The Spee Club is a final club at Harvard University. After voting to adopt a gender-neutral membership policy in September 2015, the Spee Club became the first Harvard final club to admit members regardless of sex. The clubhouse is located at 76 Mount Auburn Street in Cambridge, Massachusetts

The club was originally founded in 1852 as the Harvard chapter of the Zeta Psi fraternity. After severing ties with the national fraternity in 1914, the club officially changed its name to the Spee Club of Harvard. In the fall of 1965, the club became the first Harvard final club to accept an African-American member. The club's mascot is a bear.

== History ==
=== Founding ===
The Spee Club was founded as the Eighth (or Rho) Chapter the Zeta Psi fraternity in 1852. Harvard Faculty abolished all secret societies in 1857, forcing the Chapter to go underground. In 1882, the chapter was reestablished and its constitution drafted. Ten years later, with tensions building between the University and its fraternities, the members of the chapter ceased payment of national dues, surrendered their charter, and voted themselves as the Zeta Psi Club of Harvard. In the spring of 1900, a unanimous vote brought the society into the final club fold, ultimately resulting in a formal name change in 1914 to the Spee Club of Harvard.

=== Clubhouse ===
The early quarters of the club were several rooms in a wooden house on Brattle Street. In the fall of 1886, the members purchased a second location at 44 Church Street, which became its first official clubhouse. Members describe its interior as a "simple, comfortable wooden house with a broad piazza overlooking the pear orchard and a stable nearby for the members' horses." As the club's presence grew, a third property was acquired and the members erected a building, designed by Guy Lowell, at 15 Holyoke Street.
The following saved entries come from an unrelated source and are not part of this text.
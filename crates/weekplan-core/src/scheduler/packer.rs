//! Greedy packing of eligible activities into a single gap.

use serde::{Deserialize, Serialize};

use super::random::RandomSource;
use crate::error::ValidationError;
use crate::schedule::Activity;
use crate::timeline::Gap;

/// An activity placed at `[start, end)` minutes from midnight.
#[derive(Debug, Clone, PartialEq, Eq, Serialize, Deserialize)]
pub struct PlacedActivity {
    pub activity: Activity,
    pub start: i64,
    pub end: i64,
}

impl PlacedActivity {
    pub fn duration_minutes(&self) -> i64 {
        self.end - self.start
    }
}

/// Fills gaps with randomly chosen activities that fit, separated by buffers.
#[derive(Debug, Clone, Copy)]
pub struct SlotPacker {
    min_slot_minutes: i64,
    buffer_minutes: i64,
}

impl SlotPacker {
    pub fn new(min_slot_minutes: i64, buffer_minutes: i64) -> Self {
        Self {
            min_slot_minutes,
            buffer_minutes,
        }
    }

    /// Pack one gap.
    ///
    /// Keeps placing a uniformly chosen candidate that fits the remaining
    /// time while at least `min_slot_minutes` remain, inserting a buffer
    /// after each placement when there is room for it. Stops early when no
    /// candidate fits; the remainder stays unfilled.
    ///
    /// # Errors
    /// Returns an error if the gap is empty or inverted, or if an activity
    /// has a non-positive duration.
    pub fn pack(
        &self,
        gap: Gap,
        eligible: &[Activity],
        rng: &mut dyn RandomSource,
    ) -> Result<Vec<PlacedActivity>, ValidationError> {
        gap.validate()?;
        for activity in eligible {
            activity.validate()?;
        }

        let mut placed = Vec::new();
        let mut cursor = gap.start;
        let mut remaining = gap.duration_minutes();

        while remaining >= self.min_slot_minutes {
            let candidates: Vec<&Activity> = eligible
                .iter()
                .filter(|a| a.duration_minutes <= remaining)
                .collect();
            if candidates.is_empty() {
                break;
            }

            let picked = candidates[rng.pick_index(candidates.len())];
            let end = cursor + picked.duration_minutes;
            placed.push(PlacedActivity {
                activity: picked.clone(),
                start: cursor,
                end,
            });
            cursor = end;
            remaining -= picked.duration_minutes;

            if remaining >= self.buffer_minutes {
                cursor += self.buffer_minutes;
                remaining -= self.buffer_minutes;
            }
        }

        tracing::trace!(
            gap_start = gap.start,
            gap_end = gap.end,
            placed = placed.len(),
            unfilled = remaining,
            "packed gap"
        );

        Ok(placed)
    }
}

#[cfg(test)]
mod tests {
    use super::*;
    use crate::scheduler::random::SeededRandom;
    use crate::schedule::{IntensityLevel, PhysicalLevel};

    /// Replays a fixed list of picks, wrapping around.
    struct ScriptedPicks {
        picks: Vec<usize>,
        next: usize,
    }

    impl RandomSource for ScriptedPicks {
        fn pick_index(&mut self, len: usize) -> usize {
            let pick = self.picks[self.next % self.picks.len()];
            self.next += 1;
            pick % len
        }
    }

    fn activity(id: &str, minutes: i64) -> Activity {
        Activity {
            id: id.to_string(),
            name: id.to_string(),
            duration_minutes: minutes,
            intensity_level: IntensityLevel::Low,
            required_physical_level: PhysicalLevel::Sedentary,
            category: "test".to_string(),
        }
    }

    fn packer() -> SlotPacker {
        SlotPacker::new(30, 15)
    }

    #[test]
    fn nothing_fits_leaves_gap_unfilled() {
        let gap = Gap::new(600, 640).unwrap();
        let eligible = vec![activity("swim", 45), activity("ride", 60)];
        let placed = packer()
            .pack(gap, &eligible, &mut SeededRandom::from_seed(1))
            .unwrap();
        assert!(placed.is_empty());
    }

    #[test]
    fn two_placements_and_one_buffer_in_hundred_minutes() {
        let gap = Gap::new(480, 580).unwrap();
        let eligible = vec![activity("walk", 40)];
        let placed = packer()
            .pack(gap, &eligible, &mut SeededRandom::from_seed(9))
            .unwrap();

        assert_eq!(placed.len(), 2);
        assert_eq!((placed[0].start, placed[0].end), (480, 520));
        assert_eq!((placed[1].start, placed[1].end), (535, 575));
        assert_eq!(gap.end - placed[1].end, 5);
    }

    #[test]
    fn gap_below_minimum_slot_is_skipped() {
        let gap = Gap::new(0, 29).unwrap();
        let eligible = vec![activity("breathe", 10)];
        let placed = packer()
            .pack(gap, &eligible, &mut SeededRandom::from_seed(3))
            .unwrap();
        assert!(placed.is_empty());
    }

    #[test]
    fn buffer_skipped_when_it_does_not_fit() {
        // 30 + 10 left after the first placement: no buffer, then loop ends
        let gap = Gap::new(0, 40).unwrap();
        let eligible = vec![activity("read", 30)];
        let placed = packer()
            .pack(gap, &eligible, &mut SeededRandom::from_seed(3))
            .unwrap();
        assert_eq!(placed.len(), 1);
        assert_eq!(placed[0].end, 30);
    }

    #[test]
    fn scripted_picks_choose_among_fitting_candidates() {
        let gap = Gap::new(0, 120).unwrap();
        let eligible = vec![activity("long", 90), activity("short", 30)];
        let mut rng = ScriptedPicks {
            picks: vec![0, 0],
            next: 0,
        };
        let placed = packer().pack(gap, &eligible, &mut rng).unwrap();

        // "long" first (0..90), buffer to 105, then only "short" would need 30
        // but 15 remain, so the packer stops.
        assert_eq!(placed.len(), 1);
        assert_eq!(placed[0].activity.id, "long");

        let mut rng = ScriptedPicks {
            picks: vec![1],
            next: 0,
        };
        let placed = packer().pack(gap, &eligible, &mut rng).unwrap();
        let ids: Vec<&str> = placed.iter().map(|p| p.activity.id.as_str()).collect();
        // short 0..30, buffer, then only short fits the 75 left: 45..75,
        // buffer, 30 left: 90..120
        assert_eq!(ids, vec!["short", "short", "short"]);
        assert_eq!(placed.last().unwrap().end, 120);
    }

    #[test]
    fn placements_respect_durations_and_bounds() {
        let gap = Gap::new(600, 1320).unwrap();
        let eligible = vec![
            activity("a", 30),
            activity("b", 45),
            activity("c", 60),
            activity("d", 90),
        ];
        let placed = packer()
            .pack(gap, &eligible, &mut SeededRandom::from_seed(2024))
            .unwrap();

        assert!(!placed.is_empty());
        let mut last_end = gap.start;
        for p in &placed {
            assert_eq!(p.duration_minutes(), p.activity.duration_minutes);
            assert!(p.start >= last_end);
            assert!(p.end <= gap.end);
            last_end = p.end;
        }
        assert!(gap.end - last_end < 30 + 15);
    }

    #[test]
    fn rejects_malformed_input() {
        let bad_gap = Gap { start: 700, end: 650 };
        let err = packer()
            .pack(bad_gap, &[activity("a", 30)], &mut SeededRandom::from_seed(1))
            .unwrap_err();
        assert_eq!(err, ValidationError::InvalidGap { start: 700, end: 650 });

        let gap = Gap::new(0, 100).unwrap();
        let err = packer()
            .pack(gap, &[activity("neg", -10)], &mut SeededRandom::from_seed(1))
            .unwrap_err();
        assert!(matches!(err, ValidationError::InvalidDuration { .. }));
    }

    #[test]
    fn empty_eligible_set_places_nothing() {
        let gap = Gap::new(480, 1320).unwrap();
        let placed = packer()
            .pack(gap, &[], &mut SeededRandom::from_seed(5))
            .unwrap();
        assert!(placed.is_empty());
    }
}
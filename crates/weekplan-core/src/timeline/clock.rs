//! Wall-clock helpers.
//!
//! The pipeline works in whole minutes from midnight; these functions move
//! between that representation and `NaiveTime`. There is no timezone or DST
//! handling anywhere: every time is local wall-clock.

use chrono::{NaiveTime, Timelike};

use crate::error::ValidationError;

/// Minutes in one day.
pub const MINUTES_PER_DAY: i64 = 24 * 60;

/// Minutes elapsed since midnight, seconds truncated.
pub fn minute_of_day(time: NaiveTime) -> i64 {
    i64::from(time.num_seconds_from_midnight() / 60)
}

/// Convert a minute offset back to a wall-clock time with zero seconds.
///
/// # Errors
/// Returns an error if `minutes` is outside `0..1440`.
pub fn time_from_minutes(minutes: i64) -> Result<NaiveTime, ValidationError> {
    if !(0..MINUTES_PER_DAY).contains(&minutes) {
        return Err(ValidationError::invalid_value(
            "time",
            format!("{minutes} minutes is outside a single day"),
        ));
    }
    NaiveTime::from_hms_opt((minutes / 60) as u32, (minutes % 60) as u32, 0).ok_or_else(|| {
        ValidationError::invalid_value("time", format!("{minutes} minutes is not a valid time"))
    })
}

/// Parse `HH:MM` or `HH:MM:SS`.
///
/// # Errors
/// Returns an error if the string matches neither format.
pub fn parse_clock(value: &str) -> Result<NaiveTime, ValidationError> {
    let trimmed = value.trim();
    NaiveTime::parse_from_str(trimmed, "%H:%M:%S")
        .or_else(|_| NaiveTime::parse_from_str(trimmed, "%H:%M"))
        .map_err(|_| ValidationError::invalid_value("time", format!("'{value}' is not HH:MM")))
}

/// Format as `HH:MM`.
pub fn format_clock(time: NaiveTime) -> String {
    time.format("%H:%M").to_string()
}

/// Serde adapter storing a `NaiveTime` as `HH:MM` and accepting `HH:MM:SS`.
pub mod hhmm {
    use chrono::NaiveTime;
    use serde::{Deserialize, Deserializer, Serializer};

    pub fn serialize<S: Serializer>(time: &NaiveTime, serializer: S) -> Result<S::Ok, S::Error> {
        serializer.serialize_str(&super::format_clock(*time))
    }

    pub fn deserialize<'de, D: Deserializer<'de>>(deserializer: D) -> Result<NaiveTime, D::Error> {
        let raw = String::deserialize(deserializer)?;
        super::parse_clock(&raw).map_err(serde::de::Error::custom)
    }
}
==== Holyoke Street fire ====
On 9 March 1931, a large fire swept the building of the Holyoke Street clubhouse destroying the top floor banquet hall and key rooms in the building. Members recount the club's chef arriving to the clubhouse the next day and serving breakfast amidst the smoky partial ruins of the kitchen.

==== 76 Mount Auburn Street ====
After the Holyoke Street fire, the construction of a new clubhouse was commissioned by the club's undergraduates. With the University hoping to acquire the Holyoke Street lot to complete its holdings between Massachusetts Avenue and Mount Auburn Street, a trade was made and the Spee became the owner of a larger plot at 76 Mount Auburn Street. Part of the land was previously owned by the old Institute of 1770. The building was designed by William T. Aldrich, the architect renowned for the design of such buildings including the Colony Club, the Knickerbocker Club, the Marine Air Terminal, The Brook, the Union Club, and the Walters Art Museum. The opening dinner commemorating the unveiling of the new clubhouse was held on February 20, 1932. The Mount Auburn St location still serves as the Spee Club's clubhouse.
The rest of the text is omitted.